# WHAT TO WORK ON
Range to reproduce from the entries below: the line with "one backend session", the line with "Create a gateway", and every line in between. Give them exactly and give nothing else.

# Stored items

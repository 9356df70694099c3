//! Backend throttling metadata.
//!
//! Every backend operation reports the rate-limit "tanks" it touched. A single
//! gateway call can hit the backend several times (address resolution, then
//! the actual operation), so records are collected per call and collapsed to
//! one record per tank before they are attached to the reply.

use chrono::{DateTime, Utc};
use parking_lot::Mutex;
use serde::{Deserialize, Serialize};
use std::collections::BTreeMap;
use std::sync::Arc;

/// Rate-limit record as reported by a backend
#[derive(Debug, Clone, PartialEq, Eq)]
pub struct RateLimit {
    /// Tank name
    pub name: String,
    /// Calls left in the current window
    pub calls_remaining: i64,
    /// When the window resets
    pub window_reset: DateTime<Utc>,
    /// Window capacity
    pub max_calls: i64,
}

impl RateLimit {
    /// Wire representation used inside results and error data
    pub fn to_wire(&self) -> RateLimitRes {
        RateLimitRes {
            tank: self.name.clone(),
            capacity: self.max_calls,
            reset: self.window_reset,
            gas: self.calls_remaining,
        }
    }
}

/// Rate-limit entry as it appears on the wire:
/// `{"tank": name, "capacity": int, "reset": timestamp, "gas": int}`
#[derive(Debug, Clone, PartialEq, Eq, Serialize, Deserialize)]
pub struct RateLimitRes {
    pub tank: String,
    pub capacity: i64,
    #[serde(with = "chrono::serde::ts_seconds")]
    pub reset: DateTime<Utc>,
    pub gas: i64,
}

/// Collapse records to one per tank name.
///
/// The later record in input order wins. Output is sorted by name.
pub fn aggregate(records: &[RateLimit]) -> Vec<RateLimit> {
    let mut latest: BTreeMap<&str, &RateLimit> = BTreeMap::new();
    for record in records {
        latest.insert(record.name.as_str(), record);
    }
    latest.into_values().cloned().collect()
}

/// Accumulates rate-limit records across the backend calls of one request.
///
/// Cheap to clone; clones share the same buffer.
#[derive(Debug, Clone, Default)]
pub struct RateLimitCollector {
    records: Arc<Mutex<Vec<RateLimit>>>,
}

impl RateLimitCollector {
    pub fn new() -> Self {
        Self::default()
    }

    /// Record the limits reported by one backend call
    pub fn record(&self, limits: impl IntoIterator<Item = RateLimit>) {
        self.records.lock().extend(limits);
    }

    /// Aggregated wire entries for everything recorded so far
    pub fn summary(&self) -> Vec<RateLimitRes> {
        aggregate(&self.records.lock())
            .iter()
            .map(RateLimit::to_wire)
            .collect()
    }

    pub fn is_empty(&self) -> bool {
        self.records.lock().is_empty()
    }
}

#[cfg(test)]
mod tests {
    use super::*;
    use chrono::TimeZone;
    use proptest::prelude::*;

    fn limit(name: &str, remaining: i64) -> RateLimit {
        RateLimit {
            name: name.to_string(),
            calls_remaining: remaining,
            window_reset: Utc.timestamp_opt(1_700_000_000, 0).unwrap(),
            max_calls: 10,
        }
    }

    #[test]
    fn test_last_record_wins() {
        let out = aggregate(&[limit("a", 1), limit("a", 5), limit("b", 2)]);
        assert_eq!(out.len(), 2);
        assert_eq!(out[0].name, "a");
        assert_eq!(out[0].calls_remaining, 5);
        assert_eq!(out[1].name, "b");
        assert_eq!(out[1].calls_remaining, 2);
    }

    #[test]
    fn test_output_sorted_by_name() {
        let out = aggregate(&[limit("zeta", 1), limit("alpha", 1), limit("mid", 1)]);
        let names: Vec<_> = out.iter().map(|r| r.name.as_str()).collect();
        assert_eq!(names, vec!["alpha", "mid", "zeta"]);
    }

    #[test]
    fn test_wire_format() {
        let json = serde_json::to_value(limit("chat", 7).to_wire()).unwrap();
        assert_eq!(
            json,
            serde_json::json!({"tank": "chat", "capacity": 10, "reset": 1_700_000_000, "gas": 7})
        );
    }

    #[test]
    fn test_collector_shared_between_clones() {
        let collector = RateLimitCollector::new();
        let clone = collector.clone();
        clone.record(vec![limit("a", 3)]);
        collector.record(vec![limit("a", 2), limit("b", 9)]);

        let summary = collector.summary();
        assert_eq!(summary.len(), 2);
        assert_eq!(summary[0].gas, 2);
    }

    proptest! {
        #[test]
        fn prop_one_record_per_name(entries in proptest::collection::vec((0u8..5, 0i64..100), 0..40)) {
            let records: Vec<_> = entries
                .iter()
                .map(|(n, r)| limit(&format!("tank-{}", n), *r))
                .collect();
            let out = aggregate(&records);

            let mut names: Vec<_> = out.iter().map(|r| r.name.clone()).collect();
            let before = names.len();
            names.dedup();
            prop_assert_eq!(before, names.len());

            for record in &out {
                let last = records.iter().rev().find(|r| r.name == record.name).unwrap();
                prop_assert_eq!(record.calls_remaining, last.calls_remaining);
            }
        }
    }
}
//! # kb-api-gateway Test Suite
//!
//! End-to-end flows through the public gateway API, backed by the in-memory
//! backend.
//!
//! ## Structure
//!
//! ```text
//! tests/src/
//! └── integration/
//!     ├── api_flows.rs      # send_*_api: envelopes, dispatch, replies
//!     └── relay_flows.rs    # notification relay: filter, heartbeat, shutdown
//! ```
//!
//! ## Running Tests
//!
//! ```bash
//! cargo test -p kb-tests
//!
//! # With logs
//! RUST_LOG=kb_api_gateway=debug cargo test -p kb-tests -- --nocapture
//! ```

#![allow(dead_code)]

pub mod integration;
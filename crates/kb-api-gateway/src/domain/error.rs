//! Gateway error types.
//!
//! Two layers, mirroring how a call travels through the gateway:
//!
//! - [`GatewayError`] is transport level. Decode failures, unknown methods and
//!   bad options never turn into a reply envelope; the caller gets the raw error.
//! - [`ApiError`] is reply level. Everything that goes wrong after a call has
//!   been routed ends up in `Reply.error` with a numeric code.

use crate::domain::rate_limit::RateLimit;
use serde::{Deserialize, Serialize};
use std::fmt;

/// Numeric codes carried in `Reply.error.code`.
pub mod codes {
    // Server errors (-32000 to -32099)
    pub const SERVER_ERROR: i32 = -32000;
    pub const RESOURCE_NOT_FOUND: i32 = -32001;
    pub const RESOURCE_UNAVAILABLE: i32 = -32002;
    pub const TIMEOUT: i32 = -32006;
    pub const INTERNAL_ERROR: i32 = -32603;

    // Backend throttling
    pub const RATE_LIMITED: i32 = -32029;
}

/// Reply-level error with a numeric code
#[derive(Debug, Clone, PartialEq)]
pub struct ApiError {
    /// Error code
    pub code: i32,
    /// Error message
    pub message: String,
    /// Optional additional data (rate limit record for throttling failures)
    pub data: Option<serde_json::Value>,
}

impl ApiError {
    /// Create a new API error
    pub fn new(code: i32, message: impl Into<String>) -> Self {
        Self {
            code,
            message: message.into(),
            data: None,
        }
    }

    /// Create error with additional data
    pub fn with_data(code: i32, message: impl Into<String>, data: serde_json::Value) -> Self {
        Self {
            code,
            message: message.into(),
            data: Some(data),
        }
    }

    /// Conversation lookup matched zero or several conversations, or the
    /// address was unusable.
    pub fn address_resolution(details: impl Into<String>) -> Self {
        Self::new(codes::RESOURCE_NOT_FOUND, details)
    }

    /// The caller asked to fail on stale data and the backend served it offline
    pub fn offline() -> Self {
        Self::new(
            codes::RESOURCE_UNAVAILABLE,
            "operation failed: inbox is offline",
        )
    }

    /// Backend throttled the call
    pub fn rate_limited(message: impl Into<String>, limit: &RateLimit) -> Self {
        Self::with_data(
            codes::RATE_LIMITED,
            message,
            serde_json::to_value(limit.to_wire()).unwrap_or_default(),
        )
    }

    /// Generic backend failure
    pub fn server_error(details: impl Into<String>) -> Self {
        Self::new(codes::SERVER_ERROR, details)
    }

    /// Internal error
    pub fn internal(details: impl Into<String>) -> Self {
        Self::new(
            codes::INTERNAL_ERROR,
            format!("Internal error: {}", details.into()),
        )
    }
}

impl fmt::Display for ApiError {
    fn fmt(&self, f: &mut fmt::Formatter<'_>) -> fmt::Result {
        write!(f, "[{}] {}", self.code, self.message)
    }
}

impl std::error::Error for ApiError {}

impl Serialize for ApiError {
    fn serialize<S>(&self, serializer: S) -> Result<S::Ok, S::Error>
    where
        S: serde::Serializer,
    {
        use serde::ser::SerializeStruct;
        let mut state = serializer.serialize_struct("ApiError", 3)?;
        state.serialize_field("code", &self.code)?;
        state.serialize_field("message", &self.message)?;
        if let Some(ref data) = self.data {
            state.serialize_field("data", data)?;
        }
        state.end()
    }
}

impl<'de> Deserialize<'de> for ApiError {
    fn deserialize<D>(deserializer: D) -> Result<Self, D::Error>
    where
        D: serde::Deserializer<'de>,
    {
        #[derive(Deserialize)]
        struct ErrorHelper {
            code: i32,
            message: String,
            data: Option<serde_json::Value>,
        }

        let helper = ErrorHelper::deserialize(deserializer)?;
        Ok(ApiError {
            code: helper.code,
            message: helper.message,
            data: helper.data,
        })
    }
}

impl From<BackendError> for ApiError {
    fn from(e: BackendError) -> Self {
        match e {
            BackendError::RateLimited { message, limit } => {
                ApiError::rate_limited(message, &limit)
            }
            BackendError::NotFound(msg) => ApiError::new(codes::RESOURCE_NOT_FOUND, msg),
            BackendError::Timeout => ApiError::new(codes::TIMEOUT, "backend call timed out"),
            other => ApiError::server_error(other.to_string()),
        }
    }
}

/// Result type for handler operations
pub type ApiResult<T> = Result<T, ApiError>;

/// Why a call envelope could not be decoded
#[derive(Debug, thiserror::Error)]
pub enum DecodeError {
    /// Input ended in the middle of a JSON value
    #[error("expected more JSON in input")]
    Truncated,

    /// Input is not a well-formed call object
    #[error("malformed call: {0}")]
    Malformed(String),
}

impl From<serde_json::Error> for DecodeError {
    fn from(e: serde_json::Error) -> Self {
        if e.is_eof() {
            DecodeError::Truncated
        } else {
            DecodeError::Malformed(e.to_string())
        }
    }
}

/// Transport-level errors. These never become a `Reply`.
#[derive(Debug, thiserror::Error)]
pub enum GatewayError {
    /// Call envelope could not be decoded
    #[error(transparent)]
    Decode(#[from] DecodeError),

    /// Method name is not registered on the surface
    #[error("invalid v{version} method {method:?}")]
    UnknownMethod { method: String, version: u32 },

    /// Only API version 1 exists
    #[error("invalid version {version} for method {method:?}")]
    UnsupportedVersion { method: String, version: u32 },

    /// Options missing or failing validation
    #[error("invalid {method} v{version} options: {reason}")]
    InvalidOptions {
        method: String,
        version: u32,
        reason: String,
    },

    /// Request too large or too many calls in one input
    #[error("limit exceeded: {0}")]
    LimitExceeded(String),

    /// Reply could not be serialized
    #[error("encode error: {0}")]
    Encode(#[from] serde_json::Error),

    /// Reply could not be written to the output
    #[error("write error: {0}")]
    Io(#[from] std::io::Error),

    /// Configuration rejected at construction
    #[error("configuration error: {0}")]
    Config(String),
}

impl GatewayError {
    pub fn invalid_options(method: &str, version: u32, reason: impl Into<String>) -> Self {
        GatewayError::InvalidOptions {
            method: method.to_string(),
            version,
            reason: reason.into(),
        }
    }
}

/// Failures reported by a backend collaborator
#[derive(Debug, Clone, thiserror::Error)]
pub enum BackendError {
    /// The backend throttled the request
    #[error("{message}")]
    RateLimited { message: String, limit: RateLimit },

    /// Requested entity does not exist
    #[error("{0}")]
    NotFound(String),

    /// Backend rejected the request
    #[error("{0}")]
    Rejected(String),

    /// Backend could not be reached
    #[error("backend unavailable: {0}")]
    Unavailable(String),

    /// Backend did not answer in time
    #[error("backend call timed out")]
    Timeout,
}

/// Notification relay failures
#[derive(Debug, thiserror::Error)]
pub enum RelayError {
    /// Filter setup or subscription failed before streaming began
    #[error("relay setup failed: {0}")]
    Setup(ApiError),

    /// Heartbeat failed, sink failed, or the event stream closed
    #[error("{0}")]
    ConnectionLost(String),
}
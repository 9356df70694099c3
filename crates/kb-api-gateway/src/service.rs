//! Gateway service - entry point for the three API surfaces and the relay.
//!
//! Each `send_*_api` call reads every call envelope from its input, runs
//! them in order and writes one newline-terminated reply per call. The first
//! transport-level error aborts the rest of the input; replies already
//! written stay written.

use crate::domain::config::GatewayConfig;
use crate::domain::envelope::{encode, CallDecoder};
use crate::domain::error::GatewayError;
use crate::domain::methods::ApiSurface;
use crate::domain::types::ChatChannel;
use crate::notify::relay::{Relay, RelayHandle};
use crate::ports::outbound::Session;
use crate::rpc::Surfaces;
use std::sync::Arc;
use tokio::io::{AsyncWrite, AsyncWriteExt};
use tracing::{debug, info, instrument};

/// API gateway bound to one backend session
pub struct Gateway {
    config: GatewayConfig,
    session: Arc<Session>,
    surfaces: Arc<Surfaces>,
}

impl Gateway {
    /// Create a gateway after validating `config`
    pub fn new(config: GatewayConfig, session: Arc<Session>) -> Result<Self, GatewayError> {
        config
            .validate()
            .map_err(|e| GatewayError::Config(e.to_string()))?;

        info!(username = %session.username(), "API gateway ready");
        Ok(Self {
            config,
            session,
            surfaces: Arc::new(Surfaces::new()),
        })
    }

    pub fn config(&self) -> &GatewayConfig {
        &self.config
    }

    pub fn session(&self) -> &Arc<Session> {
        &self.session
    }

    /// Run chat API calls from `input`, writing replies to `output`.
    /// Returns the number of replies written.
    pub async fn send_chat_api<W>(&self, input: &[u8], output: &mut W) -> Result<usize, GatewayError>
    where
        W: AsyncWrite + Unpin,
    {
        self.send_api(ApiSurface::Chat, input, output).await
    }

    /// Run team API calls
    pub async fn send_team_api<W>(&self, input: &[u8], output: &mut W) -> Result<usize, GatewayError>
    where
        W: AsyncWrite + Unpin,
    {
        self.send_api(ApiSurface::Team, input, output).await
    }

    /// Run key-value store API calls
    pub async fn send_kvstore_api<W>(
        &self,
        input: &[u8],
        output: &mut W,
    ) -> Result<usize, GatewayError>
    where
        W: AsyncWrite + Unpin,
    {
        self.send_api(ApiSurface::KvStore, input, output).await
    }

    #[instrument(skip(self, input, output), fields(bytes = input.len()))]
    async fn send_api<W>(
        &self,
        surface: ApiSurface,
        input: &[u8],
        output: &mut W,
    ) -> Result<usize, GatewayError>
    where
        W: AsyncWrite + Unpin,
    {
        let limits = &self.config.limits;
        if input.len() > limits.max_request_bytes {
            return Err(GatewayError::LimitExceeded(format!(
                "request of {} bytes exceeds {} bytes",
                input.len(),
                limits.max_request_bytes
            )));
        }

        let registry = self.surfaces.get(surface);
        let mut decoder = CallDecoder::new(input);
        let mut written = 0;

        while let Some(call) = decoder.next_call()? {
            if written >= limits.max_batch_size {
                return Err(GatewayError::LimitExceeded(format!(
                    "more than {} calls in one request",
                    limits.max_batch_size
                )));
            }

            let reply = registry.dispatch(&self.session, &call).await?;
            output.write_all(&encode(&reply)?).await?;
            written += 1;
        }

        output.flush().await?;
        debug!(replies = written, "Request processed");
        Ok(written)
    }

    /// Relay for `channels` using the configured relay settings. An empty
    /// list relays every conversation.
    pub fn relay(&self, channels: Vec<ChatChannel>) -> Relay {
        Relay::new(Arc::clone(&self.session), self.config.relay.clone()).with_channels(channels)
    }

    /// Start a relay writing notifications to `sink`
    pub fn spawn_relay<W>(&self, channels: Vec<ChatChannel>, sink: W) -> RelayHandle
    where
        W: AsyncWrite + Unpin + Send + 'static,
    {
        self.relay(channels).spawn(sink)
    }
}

# RESULT FOR THIS EXERCISE
/// API gateway bound to one backend session
pub struct Gateway {
    config: GatewayConfig,
    session: Arc<Session>,
    surfaces: Arc<Surfaces>,
}

impl Gateway {
    /// Create a gateway after validating `config`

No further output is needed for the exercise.